TASK PROMPT: Note how many lines of the material that follows include the string "Caching", and state only that number.

═══

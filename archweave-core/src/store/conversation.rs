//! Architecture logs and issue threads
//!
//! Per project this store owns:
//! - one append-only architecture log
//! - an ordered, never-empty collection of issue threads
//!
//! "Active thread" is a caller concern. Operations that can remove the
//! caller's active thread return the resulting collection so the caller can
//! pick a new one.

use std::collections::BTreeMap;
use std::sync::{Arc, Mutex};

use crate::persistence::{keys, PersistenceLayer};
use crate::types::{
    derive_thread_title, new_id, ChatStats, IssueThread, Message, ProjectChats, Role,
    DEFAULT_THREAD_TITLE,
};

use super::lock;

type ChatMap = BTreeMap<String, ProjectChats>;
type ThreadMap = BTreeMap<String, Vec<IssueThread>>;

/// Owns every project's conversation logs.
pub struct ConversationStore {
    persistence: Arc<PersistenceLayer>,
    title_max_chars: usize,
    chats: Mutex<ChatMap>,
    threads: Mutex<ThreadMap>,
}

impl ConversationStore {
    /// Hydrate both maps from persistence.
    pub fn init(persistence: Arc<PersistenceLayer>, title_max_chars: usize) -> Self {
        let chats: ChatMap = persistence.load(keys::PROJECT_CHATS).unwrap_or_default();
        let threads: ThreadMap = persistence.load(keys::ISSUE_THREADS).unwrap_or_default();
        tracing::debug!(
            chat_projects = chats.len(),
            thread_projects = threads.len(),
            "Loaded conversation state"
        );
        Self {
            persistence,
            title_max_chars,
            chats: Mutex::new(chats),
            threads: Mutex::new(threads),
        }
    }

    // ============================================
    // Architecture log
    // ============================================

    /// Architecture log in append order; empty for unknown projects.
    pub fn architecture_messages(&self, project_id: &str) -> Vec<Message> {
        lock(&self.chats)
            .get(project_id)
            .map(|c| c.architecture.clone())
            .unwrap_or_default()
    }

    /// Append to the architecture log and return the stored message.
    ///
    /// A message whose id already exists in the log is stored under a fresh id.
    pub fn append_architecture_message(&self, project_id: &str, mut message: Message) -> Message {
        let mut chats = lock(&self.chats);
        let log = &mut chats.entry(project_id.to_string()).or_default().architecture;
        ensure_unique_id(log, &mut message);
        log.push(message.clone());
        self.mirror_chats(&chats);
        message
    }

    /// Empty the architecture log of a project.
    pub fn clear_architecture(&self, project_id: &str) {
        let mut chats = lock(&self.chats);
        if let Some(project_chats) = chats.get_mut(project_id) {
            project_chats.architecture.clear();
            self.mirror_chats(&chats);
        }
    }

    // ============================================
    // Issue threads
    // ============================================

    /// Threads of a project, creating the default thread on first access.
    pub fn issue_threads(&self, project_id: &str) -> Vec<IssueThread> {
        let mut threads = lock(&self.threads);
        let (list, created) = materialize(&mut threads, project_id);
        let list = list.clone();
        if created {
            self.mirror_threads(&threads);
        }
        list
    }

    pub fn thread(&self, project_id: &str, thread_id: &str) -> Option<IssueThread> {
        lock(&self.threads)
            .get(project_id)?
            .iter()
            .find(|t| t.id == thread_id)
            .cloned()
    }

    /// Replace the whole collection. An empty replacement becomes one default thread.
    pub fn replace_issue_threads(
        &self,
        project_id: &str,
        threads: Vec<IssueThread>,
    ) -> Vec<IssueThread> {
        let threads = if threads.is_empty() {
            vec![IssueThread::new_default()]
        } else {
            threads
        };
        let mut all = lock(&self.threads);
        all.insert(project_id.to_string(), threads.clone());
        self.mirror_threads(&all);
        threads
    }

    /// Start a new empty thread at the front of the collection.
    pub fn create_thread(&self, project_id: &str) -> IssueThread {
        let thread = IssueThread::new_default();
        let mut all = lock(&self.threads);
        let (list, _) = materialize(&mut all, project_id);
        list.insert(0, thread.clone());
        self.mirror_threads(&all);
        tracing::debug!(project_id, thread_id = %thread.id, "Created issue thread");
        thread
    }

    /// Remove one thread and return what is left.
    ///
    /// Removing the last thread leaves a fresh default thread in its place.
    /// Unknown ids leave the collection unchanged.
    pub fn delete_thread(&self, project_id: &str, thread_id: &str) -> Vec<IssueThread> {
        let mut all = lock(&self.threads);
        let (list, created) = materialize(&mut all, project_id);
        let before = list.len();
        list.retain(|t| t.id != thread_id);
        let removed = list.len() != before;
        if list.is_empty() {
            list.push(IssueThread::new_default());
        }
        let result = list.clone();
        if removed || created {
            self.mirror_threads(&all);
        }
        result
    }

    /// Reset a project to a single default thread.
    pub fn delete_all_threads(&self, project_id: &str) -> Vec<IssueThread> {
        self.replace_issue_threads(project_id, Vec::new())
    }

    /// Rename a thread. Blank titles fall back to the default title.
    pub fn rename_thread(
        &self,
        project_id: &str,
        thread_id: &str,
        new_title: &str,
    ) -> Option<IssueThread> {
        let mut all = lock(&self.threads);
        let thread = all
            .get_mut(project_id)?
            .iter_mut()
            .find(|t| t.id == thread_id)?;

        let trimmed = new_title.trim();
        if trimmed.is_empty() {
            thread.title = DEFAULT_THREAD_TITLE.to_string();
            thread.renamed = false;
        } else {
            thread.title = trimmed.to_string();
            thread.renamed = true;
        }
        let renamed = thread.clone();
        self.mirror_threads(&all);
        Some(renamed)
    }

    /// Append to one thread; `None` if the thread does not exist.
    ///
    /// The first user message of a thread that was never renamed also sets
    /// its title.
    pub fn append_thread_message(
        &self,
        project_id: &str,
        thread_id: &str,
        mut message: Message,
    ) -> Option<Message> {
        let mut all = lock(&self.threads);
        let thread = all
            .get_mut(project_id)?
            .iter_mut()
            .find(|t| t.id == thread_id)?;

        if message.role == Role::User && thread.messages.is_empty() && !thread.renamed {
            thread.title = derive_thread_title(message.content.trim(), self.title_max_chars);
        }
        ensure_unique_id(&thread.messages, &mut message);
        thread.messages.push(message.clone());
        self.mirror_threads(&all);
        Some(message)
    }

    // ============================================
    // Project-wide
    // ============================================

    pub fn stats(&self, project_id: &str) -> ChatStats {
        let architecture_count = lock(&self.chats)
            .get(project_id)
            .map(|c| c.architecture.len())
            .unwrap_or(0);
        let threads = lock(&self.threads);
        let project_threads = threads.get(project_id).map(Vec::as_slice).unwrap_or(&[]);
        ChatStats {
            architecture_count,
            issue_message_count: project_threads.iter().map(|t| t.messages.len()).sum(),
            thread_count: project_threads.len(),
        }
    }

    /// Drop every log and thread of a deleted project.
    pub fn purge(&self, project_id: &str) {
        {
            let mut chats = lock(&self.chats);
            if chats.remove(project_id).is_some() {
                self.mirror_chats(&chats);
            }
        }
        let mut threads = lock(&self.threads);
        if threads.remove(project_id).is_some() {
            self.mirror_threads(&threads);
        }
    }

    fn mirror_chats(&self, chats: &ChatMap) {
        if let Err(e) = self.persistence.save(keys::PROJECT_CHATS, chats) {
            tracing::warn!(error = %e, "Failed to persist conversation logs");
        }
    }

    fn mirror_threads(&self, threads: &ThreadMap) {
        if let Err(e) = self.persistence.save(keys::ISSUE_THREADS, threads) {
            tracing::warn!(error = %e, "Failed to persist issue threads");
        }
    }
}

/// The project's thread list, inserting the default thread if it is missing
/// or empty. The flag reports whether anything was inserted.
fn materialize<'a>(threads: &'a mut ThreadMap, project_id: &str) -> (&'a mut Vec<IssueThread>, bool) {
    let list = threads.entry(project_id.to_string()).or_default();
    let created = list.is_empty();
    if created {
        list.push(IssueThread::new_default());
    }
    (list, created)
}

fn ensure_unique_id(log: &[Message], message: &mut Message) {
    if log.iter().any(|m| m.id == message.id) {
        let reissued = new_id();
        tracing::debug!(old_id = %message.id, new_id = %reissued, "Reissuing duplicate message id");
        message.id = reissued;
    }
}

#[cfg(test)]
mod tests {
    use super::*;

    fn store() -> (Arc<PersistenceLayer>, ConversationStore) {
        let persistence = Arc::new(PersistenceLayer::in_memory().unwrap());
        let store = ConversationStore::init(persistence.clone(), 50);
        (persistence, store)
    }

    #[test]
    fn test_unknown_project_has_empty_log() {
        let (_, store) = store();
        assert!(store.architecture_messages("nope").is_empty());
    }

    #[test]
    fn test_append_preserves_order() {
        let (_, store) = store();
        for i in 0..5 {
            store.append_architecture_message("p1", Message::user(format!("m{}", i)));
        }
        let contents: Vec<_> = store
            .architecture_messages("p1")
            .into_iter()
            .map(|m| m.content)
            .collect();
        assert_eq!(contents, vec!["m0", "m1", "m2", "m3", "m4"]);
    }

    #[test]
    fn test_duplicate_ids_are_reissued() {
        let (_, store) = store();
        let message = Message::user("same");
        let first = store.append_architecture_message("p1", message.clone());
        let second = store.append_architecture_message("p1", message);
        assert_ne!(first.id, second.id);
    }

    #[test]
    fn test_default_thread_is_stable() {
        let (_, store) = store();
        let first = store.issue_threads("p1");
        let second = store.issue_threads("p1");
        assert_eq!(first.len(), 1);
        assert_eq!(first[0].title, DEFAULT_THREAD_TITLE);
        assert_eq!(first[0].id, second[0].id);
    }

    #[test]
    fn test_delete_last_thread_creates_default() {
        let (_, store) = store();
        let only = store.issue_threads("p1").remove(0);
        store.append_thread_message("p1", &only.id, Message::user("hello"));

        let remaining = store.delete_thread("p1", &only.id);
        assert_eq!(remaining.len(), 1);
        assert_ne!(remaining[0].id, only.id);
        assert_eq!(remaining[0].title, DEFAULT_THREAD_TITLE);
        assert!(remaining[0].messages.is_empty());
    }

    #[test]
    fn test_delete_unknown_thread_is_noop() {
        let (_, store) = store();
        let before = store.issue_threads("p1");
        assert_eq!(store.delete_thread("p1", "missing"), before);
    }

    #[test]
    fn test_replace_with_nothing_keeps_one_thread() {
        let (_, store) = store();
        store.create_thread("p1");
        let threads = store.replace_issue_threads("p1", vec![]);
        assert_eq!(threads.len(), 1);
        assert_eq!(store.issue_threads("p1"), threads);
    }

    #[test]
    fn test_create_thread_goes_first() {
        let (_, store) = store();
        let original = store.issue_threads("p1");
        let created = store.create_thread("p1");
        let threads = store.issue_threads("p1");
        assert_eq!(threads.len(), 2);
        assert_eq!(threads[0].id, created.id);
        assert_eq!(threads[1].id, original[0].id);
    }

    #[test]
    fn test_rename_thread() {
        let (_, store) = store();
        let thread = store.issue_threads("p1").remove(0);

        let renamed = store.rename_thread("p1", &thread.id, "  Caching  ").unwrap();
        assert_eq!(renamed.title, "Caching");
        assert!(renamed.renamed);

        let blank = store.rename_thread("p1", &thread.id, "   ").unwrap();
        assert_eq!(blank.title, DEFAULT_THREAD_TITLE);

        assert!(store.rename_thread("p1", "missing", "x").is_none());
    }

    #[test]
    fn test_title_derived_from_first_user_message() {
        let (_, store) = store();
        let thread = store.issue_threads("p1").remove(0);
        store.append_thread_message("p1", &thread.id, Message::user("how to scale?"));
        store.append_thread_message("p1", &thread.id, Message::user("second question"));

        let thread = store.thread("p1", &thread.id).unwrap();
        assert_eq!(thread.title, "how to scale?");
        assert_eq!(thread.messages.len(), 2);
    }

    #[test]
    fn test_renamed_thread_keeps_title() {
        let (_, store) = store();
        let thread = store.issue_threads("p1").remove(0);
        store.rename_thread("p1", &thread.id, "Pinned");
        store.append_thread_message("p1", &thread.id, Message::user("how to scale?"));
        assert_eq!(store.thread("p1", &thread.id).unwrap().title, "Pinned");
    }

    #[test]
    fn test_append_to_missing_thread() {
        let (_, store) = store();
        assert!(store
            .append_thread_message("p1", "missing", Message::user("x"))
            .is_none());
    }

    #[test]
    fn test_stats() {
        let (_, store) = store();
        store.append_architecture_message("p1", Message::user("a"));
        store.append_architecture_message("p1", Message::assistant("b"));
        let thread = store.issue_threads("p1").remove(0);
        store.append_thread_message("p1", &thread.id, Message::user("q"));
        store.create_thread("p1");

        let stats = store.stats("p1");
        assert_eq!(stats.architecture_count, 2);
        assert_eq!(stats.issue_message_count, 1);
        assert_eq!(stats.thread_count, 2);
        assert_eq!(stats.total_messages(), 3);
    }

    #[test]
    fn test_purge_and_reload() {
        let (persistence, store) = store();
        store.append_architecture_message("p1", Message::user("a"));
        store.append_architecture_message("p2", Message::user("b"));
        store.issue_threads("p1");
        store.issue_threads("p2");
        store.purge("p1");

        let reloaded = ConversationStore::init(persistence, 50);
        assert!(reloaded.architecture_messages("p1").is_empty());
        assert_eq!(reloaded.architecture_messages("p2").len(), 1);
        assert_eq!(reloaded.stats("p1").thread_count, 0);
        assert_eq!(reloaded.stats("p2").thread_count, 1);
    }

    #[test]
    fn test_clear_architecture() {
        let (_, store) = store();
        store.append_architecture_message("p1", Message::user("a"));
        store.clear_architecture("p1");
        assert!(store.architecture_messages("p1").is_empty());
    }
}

═══

EXERCISE OUTPUT: 2